Gündoğdu Marşının devrimci versiyonunun devamı şöyle:
Bağımsızlık uğruna da
Al kanlara boyandık.
80'lerin "Butik Ali"si söze, "bana her şeyi de ama.. "ile başlıyor ya.. Aynısını söyleyeceğim:
Bana her şeyi deyin ama bağımsızlık demeyin.
Yok öyle bir şey.
Bağımsız denilebilecek ülke sayısı bir elin parmaklarını geçmez. Kaldı ki onlar da karşılıklı bağımlılık esasına göre iş yapıyor.
Ya hissen oranında payını alacaksın.
Ya da hissen oranında bedelini ödeyeceksin.
Bir ülkede, "hangi taşı kaldırsak altından ABD çıkıyor" inancı varsa bu durum bir başka ülkenin propaganda kabiliyetini ve gücünü gösterir.
Ortadoğu'da Fellah ülkeleri en büyük düşman olarak İsrail'i görüyorsa.. Arkasındakini göremiyorsa bu da paravanın arkasındaki devletin gücünü gösterir.

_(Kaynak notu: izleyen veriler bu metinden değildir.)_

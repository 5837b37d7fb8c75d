//! Error handling types

use thiserror::Error;

/// Result type alias for operations that can fail
pub type Result<T> = std::result::Result<T, Error>;

/// Main error type for the ign bootstrap
///
/// Every bootstrap failure funnels into one of these kinds. No phase
/// recovers from a lower phase's failure; the console kernel is the sole
/// catch point and turns any of these into exit code 1.
#[derive(Error, Debug)]
pub enum Error {
    /// I/O operation error
    #[error("I/O error: {source}")]
    Io {
        /// The underlying I/O error
        #[from]
        source: std::io::Error,
    },

    /// YAML parsing error from one of the declarative documents
    #[error("YAML parsing error: {source}")]
    Yaml {
        /// The underlying YAML error
        #[from]
        source: serde_yaml::Error,
    },

    /// Malformed or missing required fields in a definition
    #[error("Configuration error: {message}")]
    Configuration {
        /// Description of the configuration error
        message: String,
        /// Optional source error
        #[source]
        source: Option<Box<dyn std::error::Error + Send + Sync>>,
    },

    /// An `@` or `%` reference could not be satisfied
    #[error("Resolution error: {message}")]
    Resolution {
        /// Description of the unsatisfied reference
        message: String,
    },

    /// A class factory or capability call failed while building an instance
    #[error("Construction error for '{target}': {message}")]
    Construction {
        /// Service id or command class that failed to construct
        target: String,
        /// Description of the construction failure
        message: String,
    },

    /// An event listener could not be resolved or invoked at dispatch time
    #[error("Dispatch error for event '{event}': {message}")]
    Dispatch {
        /// Event whose dispatch failed
        event: String,
        /// Description of the dispatch failure
        message: String,
    },

    /// Resource not found error
    #[error("Not found: {resource}")]
    NotFound {
        /// The resource that was not found
        resource: String,
    },

    /// Internal system error
    #[error("Internal error: {message}")]
    Internal {
        /// Description of the internal error
        message: String,
    },
}

impl Error {
    /// Create a configuration error
    pub fn configuration<S: Into<String>>(message: S) -> Self {
        Self::Configuration {
            message: message.into(),
            source: None,
        }
    }

    /// Create a configuration error with source
    pub fn configuration_with_source<
        S: Into<String>,
        E: std::error::Error + Send + Sync + 'static,
    >(
        message: S,
        source: E,
    ) -> Self {
        Self::Configuration {
            message: message.into(),
            source: Some(Box::new(source)),
        }
    }

    /// Create a resolution error
    pub fn resolution<S: Into<String>>(message: S) -> Self {
        Self::Resolution {
            message: message.into(),
        }
    }

    /// Create a construction error for a service id or command class
    pub fn construction<T: Into<String>, S: Into<String>>(target: T, message: S) -> Self {
        Self::Construction {
            target: target.into(),
            message: message.into(),
        }
    }

    /// Create a dispatch error for an event
    pub fn dispatch<E: Into<String>, S: Into<String>>(event: E, message: S) -> Self {
        Self::Dispatch {
            event: event.into(),
            message: message.into(),
        }
    }

    /// Create a not found error
    pub fn not_found<S: Into<String>>(resource: S) -> Self {
        Self::NotFound {
            resource: resource.into(),
        }
    }

    /// Create an internal error
    pub fn internal<S: Into<String>>(message: S) -> Self {
        Self::Internal {
            message: message.into(),
        }
    }
}
//! Dispatch-time listener resolution, ordering, and failure policy

use ign_bootstrap::{DispatchPolicy, EventRegistry, ResolvedArg};
use ign_domain::{ConfigValue, Error};

use crate::fixtures::{Harness, Recorder, SEQUENCE, def};

#[test]
fn listeners_fire_in_descending_priority_with_stable_ties() {
    let mut harness = Harness::new();
    for label in ["a", "b", "c"] {
        harness
            .services
            .define(
                format!("seq.{label}"),
                def("sequencer", vec![ConfigValue::from(label)]),
            )
            .unwrap();
    }

    let mut events = EventRegistry::new();
    events.register("boot", "@seq.a", None, 5);
    events.register("boot", "@seq.b", None, 10);
    events.register("boot", "@seq.c", None, 5);

    SEQUENCE.lock().unwrap().clear();
    let resolver = harness.resolver();
    let invoked = events.dispatch("boot", &[], &resolver).unwrap();

    assert_eq!(invoked, 3);
    assert_eq!(SEQUENCE.lock().unwrap().as_slice(), ["b", "a", "c"]);
}

#[test]
fn unknown_listener_service_fails_only_at_dispatch() {
    let harness = Harness::new();
    let mut events = EventRegistry::new();

    // registration never validates
    events.register("boot", "@ghost.service", None, 0);

    let resolver = harness.resolver();
    let err = events.dispatch("boot", &[], &resolver).unwrap_err();
    assert!(matches!(err, Error::Dispatch { .. }), "got {err:?}");
    assert!(err.to_string().contains("ghost.service"));
}

#[test]
fn unsupported_method_names_event_service_and_method() {
    let mut harness = Harness::new();
    harness.services.define("log", def("recorder", vec![])).unwrap();

    let mut events = EventRegistry::new();
    events.register("boot", "log", Some("vanish"), 0);

    let resolver = harness.resolver();
    let err = events.dispatch("boot", &[], &resolver).unwrap_err();
    let message = err.to_string();
    assert!(message.contains("boot"));
    assert!(message.contains("log"));
    assert!(message.contains("vanish"));
}

#[test]
fn event_arguments_reach_the_listener() {
    let mut harness = Harness::new();
    harness.services.define("log", def("recorder", vec![])).unwrap();

    let mut events = EventRegistry::new();
    events.register("boot", "@log", None, 0);

    let resolver = harness.resolver();
    let payload = [ResolvedArg::Value(ConfigValue::from("payload"))];
    events.dispatch("boot", &payload, &resolver).unwrap();

    let handle = harness.services.get("log", &resolver).unwrap();
    let recorder = handle.instance().as_any().downcast_ref::<Recorder>().unwrap();
    assert_eq!(recorder.entries.lock().unwrap().as_slice(), ["event:payload"]);
}

#[test]
fn fail_fast_aborts_sibling_dispatch() {
    let mut harness = Harness::new();
    harness.services.define("log", def("recorder", vec![])).unwrap();

    let mut events = EventRegistry::new();
    events.register("boot", "@log", Some("explode"), 10);
    events.register("boot", "@log", Some("note"), 0);

    let resolver = harness.resolver();
    let payload = [ResolvedArg::Value(ConfigValue::from("after"))];
    assert!(events.dispatch("boot", &payload, &resolver).is_err());

    let handle = harness.services.get("log", &resolver).unwrap();
    let recorder = handle.instance().as_any().downcast_ref::<Recorder>().unwrap();
    assert!(recorder.entries.lock().unwrap().is_empty());
}

#[test]
fn continue_on_error_invokes_every_sibling() {
    let mut harness = Harness::new();
    harness.services.define("log", def("recorder", vec![])).unwrap();

    let mut events = EventRegistry::with_policy(DispatchPolicy::ContinueOnError);
    events.register("boot", "@log", Some("explode"), 10);
    events.register("boot", "@log", Some("note"), 0);

    let resolver = harness.resolver();
    let payload = [ResolvedArg::Value(ConfigValue::from("after"))];
    let invoked = events.dispatch("boot", &payload, &resolver).unwrap();

    assert_eq!(invoked, 1);
    let handle = harness.services.get("log", &resolver).unwrap();
    let recorder = handle.instance().as_any().downcast_ref::<Recorder>().unwrap();
    assert_eq!(recorder.entries.lock().unwrap().as_slice(), ["after"]);
}

#[test]
fn dispatching_an_event_with_no_listeners_is_a_no_op() {
    let harness = Harness::new();
    let events = EventRegistry::new();
    let resolver = harness.resolver();
    assert_eq!(events.dispatch("silent", &[], &resolver).unwrap(), 0);
}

Daha düne kadar Türkiye'de "radikal İslamcı" akımların arkasında İran var, zannedilirdi. Kamuoyu böyle inanırdı.
Mollalar İran'a denirdi ya.
Demirel de türbanlılar Suudi Arabistan'a gitsin, demişti.
Bu işleri bilmeyen adam değildi, hinliğine söylemişti.
Komünist gördü mü arkasında Sovyetler aranırdı.
Bir dönem siyasiler Amerikan uşaklığıyla itham edildi.
Bir dönem bazıları Sovyet ajanı olmakla suçlandı.
Ama Türkiye'de hiç kimse, ama hiç kimse İngiliz uşaklığı ile itham edilmedi.
Her taşın altında CIA , MOSSAD arandı ama İngiliz aranmadı.
Biri önce vatanım, kanım, bayrağım, yüce Türk milleti, kahraman millet.. demişse ona milliyetçi, vatanperver, aziz gözüyle bakıldı. Altında bir namussuzluk var mı endişesi duyulmadı.
Öğrenci dernekleri kurdular, vakıflar kurdular, kurulanları kontrol ettiler, yönlendirdiler.. Kuran ve yönlendiren senin devletin ise ahlaki olarak problem olsa da teknik olarak olmaz. Yanlış da olsa millî sayılır. Üç beş ülke dışında, sıradan ülkelerde bu anlamda millî müdahaleler de yapılamaz.
Gaz çıkarıp avunursun.
Soda içip geğirmek gibi.
.....
Siz siperlere yatıp düşman gözetlerken elin adamı ne yapmış? Cephe gerisinde öbür işlere bakmış.
Mesela 1920 yılında Afganistan'da yerel kıyafetiyle mürid toplayan ve ayaklanma başlatan bir profesyonel kayıtlara geçti. Sanal ortamda var: Topal Molla..
Bizim 28 Şubatçılar da bir ara bu teknikleri kullanmaya yeltendiler, bula bula bir esrarkeş buldular o da tutmadı. Güya irticanın hortladığını kamuoyuna göstereceklerdi.
Çarşaf, sarık, takke, don takip etmekten kafaları bulanmıştı.
Rakıyı susuz çekti mi demokratik laik sosyal hukuk devletini teminat altına almış oluyordun.. İçmem miçmem dersen hem irtica geliyordu hem de sicilin bozuluyordu.
Millîymiş.. Millî ne?
Millî şey oldu ulusal verelim.
Onlar yemeği pişirinceye kadar biraz da ulusalcılıkla oyalanın.
...
İnsicam: Uydurukçası bağdaşımmış.. Karşılaması mümkün değil. Eskilerden biri okusa "bu yazıda insicam yok" der. Haklı.. Geveleyerek konuşunca lafı gezdirip getirince böyle oluyor.